D’altra parte, nonostante l’accumularsi di evidenze circa la difficoltà e l’urgenza della situazione, tutti continuiamo a perseverare in una modalità d’azione che il filosofo definisce ‘business as usual’: il mondo economico, la comunità scientifica, la società civile non hanno cambiato le proprie abitudini; lo stesso vale per la politica, per la quale si può infatti parlare di ‘policy as usual’. Quel che manca – Jamieson è stato tra i primi a metterlo in luce – non è un insieme di soluzioni da implementare, ma un modo di pensare adeguato all’enormità della sfida che abbiamo davanti. Quel che dovrebbe cambiare è, in primo luogo, il nostro approccio alla realtà. «Perché questo avvenga – spiega il professore – vi sono tuttavia tre ostacoli: la tendenza a guardare al passato, il tecno-ottimismo e il ‘feticismo del carbonio’. In tutti questi casi, si sollevano diverse questioni etiche. Per quanto riguarda il terzo punto, quel che io chiamo ‘feticismo del carbonio’, ciò che vorrei mettere in evidenza è che, nonostante la riduzione delle emissioni di gas serra e l’abbassamento della concentrazione di CO2 in atmosfera sia un obiettivo desiderabile e che deve certamente essere perseguito, non possiamo pensare che esso sia l’unica soluzione al problema. Non è per nulla certo, al contrario, che un ipotetico mondo carbon-free sarebbe effettivamente un mondo sano, vivibile, giusto. Anche in un mondo in cui il numero di ppm di CO2 in atmosfera tornasse a livelli preindustriali, vivremmo ancora nell’Antropocene, il mondo antropizzato che abbiamo creato, con tutte le contraddizioni ecologiche, sociali e politiche che ciò comporta. Eppure, anche in questo mondo profondamente alterato rispetto a quel che oggi conosciamo, noi umani continueremmo a comportarci come tali: a lavorare, ad amare, a produrre arte e bellezza, tra le altre cose».
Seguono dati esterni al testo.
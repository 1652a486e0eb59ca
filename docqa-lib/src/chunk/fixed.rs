use std::iter;

use crate::chunk::{number_chunks, validate_window, Chunk, ChunkMetadata, Chunker};
use crate::Result;

/// Fixed-size chunker - slides a character window over the text
///
/// Each chunk holds up to `chunk_size` characters and starts `chunk_size -
/// overlap` characters after the previous one. The last chunk ends at the end
/// of the text and may be shorter.
#[derive(Debug, Clone)]
pub struct FixedSizeChunker {
    chunk_size: usize,
    overlap: usize,
}

impl FixedSizeChunker {
    /// Create a chunker, rejecting `chunk_size == 0` and `overlap >= chunk_size`.
    pub fn new(chunk_size: usize, overlap: usize) -> Result<Self> {
        validate_window(chunk_size, overlap)?;
        Ok(Self { chunk_size, overlap })
    }

    pub fn chunk_size(&self) -> usize {
        self.chunk_size
    }

    pub fn overlap(&self) -> usize {
        self.overlap
    }

    /// Character windows over `content` as `(char_offset, slice)` pairs.
    pub(crate) fn windows<'a>(&self, content: &'a str) -> Vec<(usize, &'a str)> {
        // byte offset of every char boundary, including the end of the string
        let bounds: Vec<usize> = content
            .char_indices()
            .map(|(i, _)| i)
            .chain(iter::once(content.len()))
            .collect();
        let total_chars = bounds.len() - 1;
        let stride = self.chunk_size - self.overlap;

        let mut windows = Vec::with_capacity(total_chars.div_ceil(stride));
        let mut start = 0;
        while start < total_chars {
            let end = (start + self.chunk_size).min(total_chars);
            windows.push((start, &content[bounds[start]..bounds[end]]));
            if end == total_chars {
                break;
            }
            start += stride;
        }
        windows
    }
}

impl Chunker for FixedSizeChunker {
    fn name(&self) -> &str {
        "fixed"
    }

    fn chunk(&self, content: &str, metadata: ChunkMetadata) -> Vec<Chunk> {
        let pieces = self
            .windows(content)
            .into_iter()
            .map(|(position, text)| (position, text.to_string()))
            .collect();
        number_chunks(pieces, metadata)
    }
}
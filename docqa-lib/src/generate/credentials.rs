use std::time::Duration;

use reqwest::Client;
use serde::Deserialize;
use tokio::sync::Mutex;
use tokio::time::Instant;

use crate::config::Secret;
use crate::generate::transport_error;
use crate::{Error, Result};

/// OAuth grant type for exchanging an IBM Cloud API key.
pub const IAM_GRANT_TYPE: &str = "urn:ibm:params:oauth:grant-type:apikey";

/// IAM tokens live for an hour unless the service says otherwise.
const DEFAULT_TOKEN_LIFETIME: Duration = Duration::from_secs(3600);

/// Tokens this close to expiry are refreshed rather than used.
const REFRESH_MARGIN: Duration = Duration::from_secs(60);

#[derive(Debug, Clone)]
struct BearerToken {
    value: String,
    expires_at: Instant,
}

impl BearerToken {
    fn is_fresh(&self) -> bool {
        Instant::now() + REFRESH_MARGIN < self.expires_at
    }
}

#[derive(Deserialize)]
struct TokenResponse {
    access_token: String,
    #[serde(default)]
    expires_in: Option<u64>,
}

/// Bearer token cache for the IAM API-key exchange.
///
/// A token is fetched on first use and reused until it is about to expire
/// or [`IamCredentials::invalidate`] is called after the service rejected
/// it. Concurrent callers share a single refresh.
pub struct IamCredentials {
    http: Client,
    token_url: String,
    api_key: Secret,
    cached: Mutex<Option<BearerToken>>,
}

impl IamCredentials {
    pub fn new(http: Client, token_url: impl Into<String>, api_key: Secret) -> Self {
        Self {
            http,
            token_url: token_url.into(),
            api_key,
            cached: Mutex::new(None),
        }
    }

    /// A valid bearer token, exchanging the API key if needed.
    pub async fn bearer_token(&self) -> Result<String> {
        let mut cached = self.cached.lock().await;
        if let Some(token) = cached.as_ref().filter(|t| t.is_fresh()) {
            return Ok(token.value.clone());
        }

        let token = self.exchange().await?;
        let value = token.value.clone();
        *cached = Some(token);
        Ok(value)
    }

    /// Forget the cached token so the next call fetches a new one.
    pub async fn invalidate(&self) {
        *self.cached.lock().await = None;
    }

    async fn exchange(&self) -> Result<BearerToken> {
        tracing::debug!(url = %self.token_url, "requesting IAM token");

        let response = self
            .http
            .post(&self.token_url)
            .form(&[
                ("apikey", self.api_key.expose()),
                ("grant_type", IAM_GRANT_TYPE),
            ])
            .send()
            .await
            .map_err(|e| credential_error(e, "token exchange"))?;

        let status = response.status();
        if !status.is_success() {
            let body = response.text().await.unwrap_or_default();
            tracing::warn!(status = status.as_u16(), "IAM token exchange rejected");
            return Err(Error::Credential {
                status: Some(status.as_u16()),
                message: body,
            });
        }

        let parsed: TokenResponse = response.json().await.map_err(|e| Error::Credential {
            status: Some(status.as_u16()),
            message: format!("unreadable token response: {e}"),
        })?;

        let lifetime = parsed
            .expires_in
            .map(Duration::from_secs)
            .unwrap_or(DEFAULT_TOKEN_LIFETIME);
        Ok(BearerToken {
            value: parsed.access_token,
            expires_at: Instant::now() + lifetime,
        })
    }
}

/// Timeouts stay retryable; any other failure to reach IAM is a credential failure.
fn credential_error(e: reqwest::Error, what: &str) -> Error {
    match transport_error(e, what) {
        Error::Transport(message) => Error::Credential {
            status: None,
            message,
        },
        other => other,
    }
}
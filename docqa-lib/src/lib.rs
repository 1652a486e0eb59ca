//! DocQA - question answering over uploaded PDF documents
//!
//! # Architecture
//!
//! ```text
//! PDF -> Extractor -> Chunker -> Embedder -> VectorIndex (persisted)
//!                                                 |
//! Question -> Embedder -> Search <----------------+
//!                           |
//!                PromptAssembler -> Generator -> Answer
//! ```
//!
//! # Example
//!
//! ```ignore
//! use std::sync::Arc;
//! use docqa_lib::config::{PipelineConfig, WatsonxConfig};
//! use docqa_lib::embed::{MiniLmEmbedder, SharedEmbedder};
//! use docqa_lib::generate::WatsonxClient;
//! use docqa_lib::pipeline::DocumentQa;
//! use docqa_lib::store::{IndexId, IndexRegistry};
//!
//! let embedder = SharedEmbedder::new(MiniLmEmbedder::new(None)?);
//! let indexes = Arc::new(IndexRegistry::new("vector_store"));
//! let generator = Arc::new(WatsonxClient::new(WatsonxConfig::default())?);
//! let qa = DocumentQa::new(PipelineConfig::default(), embedder, indexes, generator)?;
//!
//! // Index a document
//! let report = qa.ingest_pdf(&IndexId::default(), pdf_bytes).await?;
//!
//! // Ask about it
//! let answer = qa.ask(&IndexId::default(), "What is the warranty period?").await?;
//! ```

pub mod chunk;
pub mod config;
pub mod embed;
pub mod error;
pub mod extract;
pub mod generate;
pub mod pipeline;
pub mod prompt;
pub mod retrieve;
pub mod store;

pub use error::{Error, Result};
Quel che davvero conta, dunque, è rimanere in contatto con la realtà e assumere – personalmente e collettivamente – la responsabilità che questo comporta. Possiamo ancora fare la differenza: quel che conta davvero è come decidiamo di vivere, in che modo decidiamo di divenire agenti di un possibile cambiamento. Sono “aspirazioni modeste”, come Jamieson ammette nel Tramonto della ragione. Eppure, di fronte a un mutamento che è, ormai, inevitabile, e pur con tutta la limitatezza dell’impatto di ognuno, le nostre azioni continueranno ad essere rilevante, e sarà altrettanto rilevante come sceglieremo di vivere, e di agire, nell’antropocene.